6. A genetically engineered plant as claimed in claim 5 in which the plant is prunus.

7. A genetically engineered plant as claimed in claim 6 in which the plant is peach.

8. A method of assessing whether a peach plant will produce "melting" fruit comprising determining if the plant includes a DNA sequence corresponding to the sequence shown in Table 3.

9. A recombinant polygalacturonase enzyme, the polygalacturonase enzyme being coded for by the DNA molecule as claimed in claim 1.

10. A method of producing recombinant

polygalacturonase enzyme, the method comprising transforming a cell with the DNA molecule of claim 1, culturing the cell under conditions which allow expression of the DNA molecule and recovering the polygalacturonase enzyme from the culture medium.

AMENDED CLAIMS

[received by the International Bureau on 7 January 1994 (07.01.94); original claim 1 amended; other claims unchanged (1 page)]

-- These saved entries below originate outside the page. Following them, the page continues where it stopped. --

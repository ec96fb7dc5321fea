use anyhow::{anyhow, bail, Result};
use indexmap::IndexSet;
use rayon::prelude::*;

/// Hard cap on the padded estimated alphabet; past it, factorial enumeration
/// of the relabelings stops being reasonable.
pub const MAX_DISAGREEMENT_CLASSES: usize = 8;

/// Minimum fraction of mismatched labels over all one-to-one relabelings of
/// the estimated classes (sentinel-padded when fewer) onto the true classes;
/// `normalized` divides by the score of the best constant labeling.
pub fn minimum_disagreement(
    true_labels: &[i64],
    estimated_labels: &[i64],
    normalized: bool,
) -> Result<f64> {
    minimum_disagreement_with(true_labels, estimated_labels, fraction_mismatched, normalized)
}

/// `minimum_disagreement` under a caller-supplied disagreement function,
/// used for both the search and the normalization baseline.
pub fn minimum_disagreement_with<F>(
    true_labels: &[i64],
    estimated_labels: &[i64],
    score: F,
    normalized: bool,
) -> Result<f64>
where
    F: Fn(&[i64], &[i64]) -> f64 + Sync,
{
    if true_labels.len() != estimated_labels.len() {
        bail!(
            "label sequences differ in length: {} true vs {} estimated",
            true_labels.len(),
            estimated_labels.len()
        );
    }
    if true_labels.is_empty() {
        bail!("cannot score empty label sequences");
    }

    let true_classes = distinct(true_labels);
    let estimated_classes = distinct(estimated_labels);

    let largest = true_labels
        .iter()
        .chain(estimated_labels)
        .copied()
        .max()
        .unwrap_or(0);
    let sentinel = largest
        .checked_add(1)
        .ok_or_else(|| anyhow!("label values leave no room for a padding sentinel"))?;

    let mut padded = estimated_classes;
    while padded.len() < true_classes.len() {
        padded.push(sentinel);
    }
    if padded.len() > MAX_DISAGREEMENT_CLASSES {
        bail!(
            "{} estimated classes exceed the enumeration cap of {}",
            padded.len(),
            MAX_DISAGREEMENT_CLASSES
        );
    }

    let assignments = permutations_of_length(&padded, true_classes.len());
    let best = assignments
        .par_iter()
        .map(|assignment| {
            let relabeled = relabel(estimated_labels, assignment, &true_classes, sentinel);
            score(true_labels, &relabeled)
        })
        .reduce(|| f64::INFINITY, f64::min);

    if normalized {
        let mut baseline = f64::INFINITY;
        for &class in &true_classes {
            let constant = vec![class; true_labels.len()];
            baseline = baseline.min(score(true_labels, &constant));
        }
        if baseline <= 0.0 {
            bail!("normalization baseline is zero: a constant labeling already matches the true labels");
        }
        return Ok(best / baseline);
    }
    Ok(best)
}

fn fraction_mismatched(a: &[i64], b: &[i64]) -> f64 {
    let mismatched = a.iter().zip(b).filter(|(x, y)| x != y).count();
    mismatched as f64 / a.len() as f64
}

fn distinct(labels: &[i64]) -> Vec<i64> {
    let mut seen: IndexSet<i64> = IndexSet::new();
    for &label in labels {
        seen.insert(label);
    }
    seen.into_iter().collect()
}

// Positions whose estimated label is assignment[k] become true class k;
// everything else becomes the sentinel.
fn relabel(estimated: &[i64], assignment: &[i64], true_classes: &[i64], sentinel: i64) -> Vec<i64> {
    let mut relabeled = vec![sentinel; estimated.len()];
    for (slot, &source) in assignment.iter().enumerate() {
        let target = true_classes[slot];
        for (position, &label) in estimated.iter().enumerate() {
            if label == source {
                relabeled[position] = target;
            }
        }
    }
    relabeled
}

fn permutations_of_length(items: &[i64], k: usize) -> Vec<Vec<i64>> {
    let mut out = Vec::new();
    let mut current = Vec::with_capacity(k);
    let mut used = vec![false; items.len()];
    extend_permutation(items, k, &mut current, &mut used, &mut out);
    out
}

fn extend_permutation(
    items: &[i64],
    k: usize,
    current: &mut Vec<i64>,
    used: &mut Vec<bool>,
    out: &mut Vec<Vec<i64>>,
) {
    if current.len() == k {
        out.push(current.clone());
        return;
    }
    for index in 0..items.len() {
        if used[index] {
            continue;
        }
        used[index] = true;
        current.push(items[index]);
        extend_permutation(items, k, current, used, out);
        current.pop();
        used[index] = false;
    }
}
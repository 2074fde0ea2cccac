// # REST Configuration Client
//
// This crate provides the `ConfigClient` implementation for the directory
// server's REST configuration API.
//
// ## Implementation Status
//
// - ✅ One HTTP request per client call (GET, POST, PATCH or DELETE)
// - ✅ Full error propagation to the reconciler (status codes mapped to `Error`)
// - ✅ HTTP timeout configured (default 30 seconds)
// - ✅ Polymorphic families: variant sent and recovered through `schemas`
// - ✅ Dry-run mode for safe testing
// - ❌ NO retry logic (a rejected batch goes back to the reconciler)
// - ❌ NO caching (tracked state is owned by the caller of `Reconciler`)
// - ❌ NO background tasks
//
// ## Architectural Constraints
//
// ### Trust Level: Untrusted (Config Client)
//
// **Allowed Capabilities**:
// - ✅ Perform HTTP/HTTPS calls to the configured server only
// - ✅ Translate wire envelopes into plain field objects
//
// **Forbidden Capabilities**:
// - ❌ Spawn tasks or threads
// - ❌ Implement retry logic
// - ❌ Decide whether a change is needed (owned by `Reconciler`)
// - ❌ Access the state store
//
// ## Security Requirements
//
// - The password NEVER appears in logs or `Debug` output
// - Values of sensitive fields are redacted in dry-run logs
//
// ## API Reference
//
// - Read:   GET    `/config/{endpoint}`
// - Create: POST   `/config/{collection}`
// - Patch:  PATCH  `/config/{endpoint}` with `{"operations": [...]}`
// - Delete: DELETE `/config/{endpoint}`

use async_trait::async_trait;
use dirconf_core::config::ClientConfig;
use dirconf_core::engine::redact_sensitive;
use dirconf_core::normalize::value_to_json;
use dirconf_core::schema::DISCRIMINATOR;
use dirconf_core::traits::{ConfigClient, ConfigClientFactory};
use dirconf_core::{
    Error, PatchKind, PatchOperation, RemoteObject, ResourceIdentity,
    ResourceSchema, Result, SchemaRegistry,
};
use reqwest::{Method, StatusCode, Url};
use serde_json::{Map, Value, json};
use std::sync::Arc;
use std::time::Duration;

/// Path prefix of the configuration API
const CONFIG_PATH: &str = "config";

/// Prefix of the `schemas` URN naming a polymorphic object's variant
const SCHEMA_URN_PREFIX: &str = "urn:pingidentity:schemas:configuration:2.0";

/// Key under which the server attaches informational messages
const MESSAGES_URN: &str = "urn:pingidentity:schemas:configuration:messages:2.0";

/// Envelope keys that are not configuration fields
const ENVELOPE_KEYS: &[&str] = &["schemas", "meta", "id", "_links", MESSAGES_URN];

/// REST configuration API client
///
/// # Trust Level: Untrusted
///
/// Stateless and single-shot. Everything else (planning, convergence,
/// re-reads) is owned by `Reconciler`.
///
/// # Dry-Run Mode
///
/// When `dry_run` is true, the client will:
/// - Perform all GET requests
/// - Log the intended POST/PATCH/DELETE
/// - **NOT** modify the server
pub struct RestConfigClient {
    /// Server base URL
    base_url: Url,

    /// Basic-auth user
    username: String,

    /// Basic-auth password
    /// ⚠️ NEVER log this value
    password: String,

    /// Schema tables, for endpoints and variant names
    schemas: Arc<SchemaRegistry>,

    /// HTTP client for API requests
    client: reqwest::Client,

    /// Dry-run mode: if true, perform GET requests but skip mutations
    dry_run: bool,
}

// Custom Debug implementation that hides the password
impl std::fmt::Debug for RestConfigClient {
    fn fmt(&self, f: &mut std::fmt::Formatter<'_>) -> std::fmt::Result {
        f.debug_struct("RestConfigClient")
            .field("base_url", &self.base_url.as_str())
            .field("username", &self.username)
            .field("password", &"<REDACTED>")
            .field("dry_run", &self.dry_run)
            .finish()
    }
}
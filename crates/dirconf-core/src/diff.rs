//! Diff engine
//!
//! Computes the patch operations that move an observed object to a plan.
//!
//! Rules, per field of the plan's active variant, in declaration order:
//!
//! 1. `Unknown` plan values and read-only fields produce nothing.
//! 2. Scalars: one `Replace` when the values differ (`Null == Null`).
//! 3. Sets: one `Remove` per element only in the state, then one `Add` per
//!    element only in the plan. Elements added out of band between our read
//!    and our write are never clobbered by a whole-set replace.
//! 4. Lists: one `Replace` of the whole list on any difference, order
//!    included.
//! 5. Sensitive fields compare against the state map's value, which the
//!    reconciler fills with the last value the client applied (the server
//!    only returns a mask).

use std::collections::BTreeSet;

use crate::error::{Error, Result};
use crate::patch::{PatchKind, PatchOperation};
use crate::schema::{FieldKind, FieldSchema, ResourceSchema};
use crate::value::{AttributeMap, AttributeValue};

/// Compute the operations that converge `state` to `plan`
pub fn diff(
    schema: &ResourceSchema,
    plan: &AttributeMap,
    state: &AttributeMap,
) -> Result<Vec<PatchOperation>> {
    schema.validate_map(plan)?;
    schema.validate_map(state)?;

    let mut operations = Vec::new();
    for field in schema.fields_for(plan)? {
        let planned = plan.get(field.name).unwrap_or(&AttributeValue::Unknown);
        if planned.is_unknown() || field.read_only {
            continue;
        }
        let current = match state.get(field.name) {
            Some(value) if !value.is_unknown() => value.clone(),
            _ => field.kind.empty_value(),
        };
        diff_field(field, planned, &current, &mut operations);
    }
    Ok(operations)
}

fn diff_field(
    field: &FieldSchema,
    planned: &AttributeValue,
    current: &AttributeValue,
    operations: &mut Vec<PatchOperation>,
) {
    match &field.kind {
        FieldKind::StringSet | FieldKind::EnumSet(_) => {
            let empty = BTreeSet::new();
            let wanted = planned.as_set().unwrap_or(&empty);
            let have = current.as_set().unwrap_or(&empty);
            for element in have.difference(wanted) {
                operations.push(PatchOperation::remove(field.name, element.as_str()));
            }
            for element in wanted.difference(have) {
                operations.push(PatchOperation::add(field.name, element.as_str()));
            }
        }
        FieldKind::StringList => {
            let wanted = planned.as_list().unwrap_or(&[]);
            let have = current.as_list().unwrap_or(&[]);
            if wanted != have {
                operations.push(PatchOperation::replace(
                    field.name,
                    AttributeValue::StringList(wanted.to_vec()),
                ));
            }
        }
        _ => {
            if planned != current {
                operations.push(PatchOperation::replace(field.name, planned.clone()));
            }
        }
    }
}

/// Plan against an optional observed state
///
/// With no observed state the result is what a freshly created object
/// would still need, i.e. every value the plan expresses.
pub fn plan(
    schema: &ResourceSchema,
    desired: &AttributeMap,
    observed: Option<&AttributeMap>,
) -> Result<Vec<PatchOperation>> {
    match observed {
        Some(observed) => diff(schema, desired, observed),
        None => diff(schema, desired, &AttributeMap::new()),
    }
}

/// Immutable fields touched by a batch
pub fn immutable_changes(schema: &ResourceSchema, operations: &[PatchOperation]) -> Vec<String> {
    let mut fields: Vec<String> = operations
        .iter()
        .filter(|op| schema.field(&op.field).is_some_and(|f| f.immutable))
        .map(|op| op.field.clone())
        .collect();
    fields.dedup();
    fields
}

/// Apply a batch to a map, the way the server would
///
/// Pure simulation: useful for test doubles and for checking that a diff
/// converges.
pub fn apply_operations(
    schema: &ResourceSchema,
    state: &AttributeMap,
    operations: &[PatchOperation],
) -> Result<AttributeMap> {
    let mut result = state.clone();
    for op in operations {
        let field = schema.field(&op.field).ok_or_else(|| {
            Error::schema_violation(schema.name(), op.field.as_str(), "field is not declared")
        })?;

        let current = match result.get(field.name) {
            Some(value) if value.is_known() => value.clone(),
            _ => field.kind.empty_value(),
        };

        let next = match (op.kind, current) {
            (PatchKind::Replace, _) => op.value.clone(),
            (kind, AttributeValue::StringSet(mut items)) => {
                let element = element_of(schema, op)?;
                if kind == PatchKind::Add {
                    items.insert(element);
                } else {
                    items.remove(&element);
                }
                AttributeValue::StringSet(items)
            }
            (kind, AttributeValue::StringList(mut items)) => {
                let element = element_of(schema, op)?;
                if kind == PatchKind::Add {
                    items.push(element);
                } else {
                    items.retain(|item| *item != element);
                }
                AttributeValue::StringList(items)
            }
            (kind, _) => {
                return Err(Error::schema_violation(
                    schema.name(),
                    op.field.as_str(),
                    format!("{} is not valid for a scalar field", kind),
                ));
            }
        };
        result = result.with(field.name, next);
    }
    Ok(result)
}

fn element_of(schema: &ResourceSchema, op: &PatchOperation) -> Result<String> {
    op.element().map(str::to_string).ok_or_else(|| {
        Error::schema_violation(
            schema.name(),
            op.field.as_str(),
            format!("{} requires a single string element", op.kind),
        )
    })
}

1. A DNA molecule which encodes a peach

polygalacturonase enzyme, the DNA molecule having a sequence substantially as shown in Table 1, Table 2, Table 3 from residue 689 to residue 1496 or Table 3.

2. A DNA molecule as claimed in claim 1 in which the DNA molecule encodes a peach endopolygalacturonase enzyme and has a sequence substantially as shown in Table 3.

3. A DNA construct comprising at least 100 base pairs of the DNA molecule as claimed in claim 1 or claim 2 and a transcriptional initiation region functional in peach or other members of the Rosaceae family, the at least 100 base pairs of the DNA molecule being joined 3' to the 3' terminus of the transcriptional initiation region functional in peach or other members of the Rosaceae family.

4. A DNA construct comprising the DNA molecule of the first aspect of the present invention, being joined 5' to the 3' terminus of a transcriptional initiation region functional in peach or other members of the Rosaceae family.

5. A genetically engineered peach plant, the peach plant containing the DNA construct as claimed in claim 3 or claim 4.

6. A genetically engineered plant as claimed in claim 5 in which the plant is prunus.

7. A genetically engineered plant as claimed in claim 6 in which the plant is peach.

8. A method of assessing whether a peach plant will produce "melting" fruit comprising determining if the plant includes a DNA sequence corresponding to the sequence shown in Table 3.

9. A recombinant polygalacturonase enzyme, the polygalacturonase enzyme being coded for by the DNA molecule as claimed in claim 1. STATEMENT UNDER ARTICLE 19

The amendment removes an error contained in the definition of the sequence fragment given at line 4 of claim 1 as filed. That is claim 1 as filed provides that the sequence fragment is from "residue 689 to residue 1526" of Table 3. Clearly, Table 3 does not include 1526 residues. Instead, Table 3 indicates that the sequence comprises 1497 residue. This number is also in error as only 1496 residues are depicted.